[[ Records to use, beginning ]]

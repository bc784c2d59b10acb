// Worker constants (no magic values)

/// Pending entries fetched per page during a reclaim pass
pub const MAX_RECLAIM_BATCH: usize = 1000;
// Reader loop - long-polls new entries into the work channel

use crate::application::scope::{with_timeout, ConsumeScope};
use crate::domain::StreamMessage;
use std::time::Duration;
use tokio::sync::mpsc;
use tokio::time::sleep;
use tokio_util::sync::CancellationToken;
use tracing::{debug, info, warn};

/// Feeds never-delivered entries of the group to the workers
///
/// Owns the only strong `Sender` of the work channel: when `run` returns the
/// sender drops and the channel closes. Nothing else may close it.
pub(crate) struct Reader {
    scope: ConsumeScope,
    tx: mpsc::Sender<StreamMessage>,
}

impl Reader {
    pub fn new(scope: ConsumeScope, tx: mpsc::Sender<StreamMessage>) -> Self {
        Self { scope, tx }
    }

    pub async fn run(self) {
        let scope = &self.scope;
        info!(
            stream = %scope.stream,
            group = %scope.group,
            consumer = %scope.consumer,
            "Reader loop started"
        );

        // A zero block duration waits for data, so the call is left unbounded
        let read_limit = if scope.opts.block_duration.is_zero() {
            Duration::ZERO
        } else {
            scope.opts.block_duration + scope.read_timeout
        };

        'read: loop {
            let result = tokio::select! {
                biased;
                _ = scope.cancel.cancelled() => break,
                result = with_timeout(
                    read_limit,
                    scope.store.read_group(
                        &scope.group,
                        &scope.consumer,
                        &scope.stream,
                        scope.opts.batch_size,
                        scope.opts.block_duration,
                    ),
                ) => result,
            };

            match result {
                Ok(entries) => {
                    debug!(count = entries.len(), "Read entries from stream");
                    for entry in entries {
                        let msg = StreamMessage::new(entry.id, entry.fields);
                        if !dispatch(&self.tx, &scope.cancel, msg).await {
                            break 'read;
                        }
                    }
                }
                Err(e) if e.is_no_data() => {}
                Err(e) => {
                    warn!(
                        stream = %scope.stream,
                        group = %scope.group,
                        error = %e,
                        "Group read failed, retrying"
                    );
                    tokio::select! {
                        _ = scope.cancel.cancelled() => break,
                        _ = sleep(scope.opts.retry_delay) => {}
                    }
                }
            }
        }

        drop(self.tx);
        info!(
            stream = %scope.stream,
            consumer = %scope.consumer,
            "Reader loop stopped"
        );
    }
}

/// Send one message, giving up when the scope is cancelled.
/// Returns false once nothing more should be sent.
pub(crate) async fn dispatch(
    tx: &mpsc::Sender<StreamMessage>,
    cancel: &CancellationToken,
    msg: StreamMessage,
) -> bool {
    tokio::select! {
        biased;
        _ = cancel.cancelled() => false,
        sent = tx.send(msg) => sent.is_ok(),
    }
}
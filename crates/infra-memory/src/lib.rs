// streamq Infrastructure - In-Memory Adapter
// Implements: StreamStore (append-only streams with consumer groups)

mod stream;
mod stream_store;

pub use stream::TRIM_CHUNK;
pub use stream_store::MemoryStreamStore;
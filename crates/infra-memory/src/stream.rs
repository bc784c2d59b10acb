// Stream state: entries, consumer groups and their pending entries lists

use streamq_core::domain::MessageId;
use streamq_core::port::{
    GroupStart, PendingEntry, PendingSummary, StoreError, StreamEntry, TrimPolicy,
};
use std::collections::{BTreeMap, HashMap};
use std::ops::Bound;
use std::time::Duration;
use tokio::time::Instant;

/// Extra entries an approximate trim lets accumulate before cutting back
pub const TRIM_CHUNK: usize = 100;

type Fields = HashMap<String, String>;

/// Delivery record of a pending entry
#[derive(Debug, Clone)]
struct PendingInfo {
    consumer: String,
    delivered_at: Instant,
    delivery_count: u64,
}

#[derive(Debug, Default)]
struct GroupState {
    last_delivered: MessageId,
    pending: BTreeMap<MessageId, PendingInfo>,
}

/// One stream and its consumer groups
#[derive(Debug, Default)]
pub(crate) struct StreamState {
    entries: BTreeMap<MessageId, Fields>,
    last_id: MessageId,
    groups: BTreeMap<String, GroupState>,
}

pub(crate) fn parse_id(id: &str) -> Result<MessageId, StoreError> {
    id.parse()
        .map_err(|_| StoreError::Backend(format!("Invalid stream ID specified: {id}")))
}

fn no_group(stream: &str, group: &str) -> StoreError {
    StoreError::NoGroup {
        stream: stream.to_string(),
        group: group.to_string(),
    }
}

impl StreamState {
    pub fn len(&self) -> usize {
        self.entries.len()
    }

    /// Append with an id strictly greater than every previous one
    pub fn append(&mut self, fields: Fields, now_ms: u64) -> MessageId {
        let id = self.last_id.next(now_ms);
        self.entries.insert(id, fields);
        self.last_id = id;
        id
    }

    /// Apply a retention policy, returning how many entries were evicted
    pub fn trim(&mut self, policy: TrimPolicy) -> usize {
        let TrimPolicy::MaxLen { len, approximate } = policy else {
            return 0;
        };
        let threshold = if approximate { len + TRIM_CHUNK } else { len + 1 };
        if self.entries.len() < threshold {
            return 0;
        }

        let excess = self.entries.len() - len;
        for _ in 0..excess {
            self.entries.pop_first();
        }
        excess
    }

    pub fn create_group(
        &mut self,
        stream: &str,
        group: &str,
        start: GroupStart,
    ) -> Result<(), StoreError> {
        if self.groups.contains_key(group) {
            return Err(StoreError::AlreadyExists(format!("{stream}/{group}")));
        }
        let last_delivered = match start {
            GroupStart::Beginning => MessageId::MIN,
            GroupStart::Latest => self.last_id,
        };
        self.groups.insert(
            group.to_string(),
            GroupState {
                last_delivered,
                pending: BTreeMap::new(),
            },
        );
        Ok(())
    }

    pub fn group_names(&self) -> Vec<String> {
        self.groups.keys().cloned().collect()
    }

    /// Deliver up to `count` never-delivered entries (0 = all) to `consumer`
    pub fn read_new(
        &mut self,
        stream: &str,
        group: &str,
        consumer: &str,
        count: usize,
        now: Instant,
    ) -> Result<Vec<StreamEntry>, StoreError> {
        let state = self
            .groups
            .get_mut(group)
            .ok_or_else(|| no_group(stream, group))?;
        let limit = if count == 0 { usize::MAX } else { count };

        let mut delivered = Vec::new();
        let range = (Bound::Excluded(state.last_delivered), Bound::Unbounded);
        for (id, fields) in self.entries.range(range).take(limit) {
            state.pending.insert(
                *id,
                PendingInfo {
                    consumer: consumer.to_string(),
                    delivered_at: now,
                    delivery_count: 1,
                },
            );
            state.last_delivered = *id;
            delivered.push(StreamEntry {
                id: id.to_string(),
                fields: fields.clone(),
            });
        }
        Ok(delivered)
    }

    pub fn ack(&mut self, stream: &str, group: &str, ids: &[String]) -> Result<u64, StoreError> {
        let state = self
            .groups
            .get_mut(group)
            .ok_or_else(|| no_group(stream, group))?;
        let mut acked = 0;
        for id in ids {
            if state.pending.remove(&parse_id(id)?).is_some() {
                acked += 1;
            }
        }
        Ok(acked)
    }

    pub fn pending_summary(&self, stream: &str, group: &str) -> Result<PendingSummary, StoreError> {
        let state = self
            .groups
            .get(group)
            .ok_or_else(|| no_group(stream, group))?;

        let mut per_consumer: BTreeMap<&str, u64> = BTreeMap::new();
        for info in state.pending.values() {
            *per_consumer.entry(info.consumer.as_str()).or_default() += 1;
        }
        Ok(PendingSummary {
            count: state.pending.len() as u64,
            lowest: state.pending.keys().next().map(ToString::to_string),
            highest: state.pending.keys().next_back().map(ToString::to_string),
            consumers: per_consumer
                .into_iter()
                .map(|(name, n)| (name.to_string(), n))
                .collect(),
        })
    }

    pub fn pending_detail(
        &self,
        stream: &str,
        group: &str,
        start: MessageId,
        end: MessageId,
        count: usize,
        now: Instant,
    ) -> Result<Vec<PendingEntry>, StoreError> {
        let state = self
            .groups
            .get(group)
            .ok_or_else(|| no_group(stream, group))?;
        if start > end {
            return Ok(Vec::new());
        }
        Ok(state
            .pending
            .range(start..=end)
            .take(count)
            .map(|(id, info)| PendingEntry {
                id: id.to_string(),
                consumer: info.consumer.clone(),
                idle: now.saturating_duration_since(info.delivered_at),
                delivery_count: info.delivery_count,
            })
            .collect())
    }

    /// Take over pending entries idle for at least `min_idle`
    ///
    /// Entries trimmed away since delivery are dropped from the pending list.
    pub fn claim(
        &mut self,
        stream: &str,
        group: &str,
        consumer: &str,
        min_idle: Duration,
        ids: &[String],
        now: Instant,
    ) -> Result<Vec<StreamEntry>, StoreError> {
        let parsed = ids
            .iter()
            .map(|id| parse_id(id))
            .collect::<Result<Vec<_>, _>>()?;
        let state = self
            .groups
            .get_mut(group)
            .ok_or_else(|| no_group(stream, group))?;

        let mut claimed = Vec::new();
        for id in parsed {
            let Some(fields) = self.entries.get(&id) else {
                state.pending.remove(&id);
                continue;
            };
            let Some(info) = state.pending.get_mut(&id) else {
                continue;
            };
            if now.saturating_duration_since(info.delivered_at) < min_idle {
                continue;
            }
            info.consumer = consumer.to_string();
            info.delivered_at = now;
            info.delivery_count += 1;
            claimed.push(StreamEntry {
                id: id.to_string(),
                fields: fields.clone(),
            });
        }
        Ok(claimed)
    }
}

[[ Records to use, end ]]

Instructions to follow
Word for word, restate the data above from its first line down to and including the line with "into the work channel".

Response box
repository bc784c2d59b10acb
// Worker constants (no magic values)

/// Pending entries fetched per page during a reclaim pass
pub const MAX_RECLAIM_BATCH: usize = 1000;
// Reader loop - long-polls new entries into the work channel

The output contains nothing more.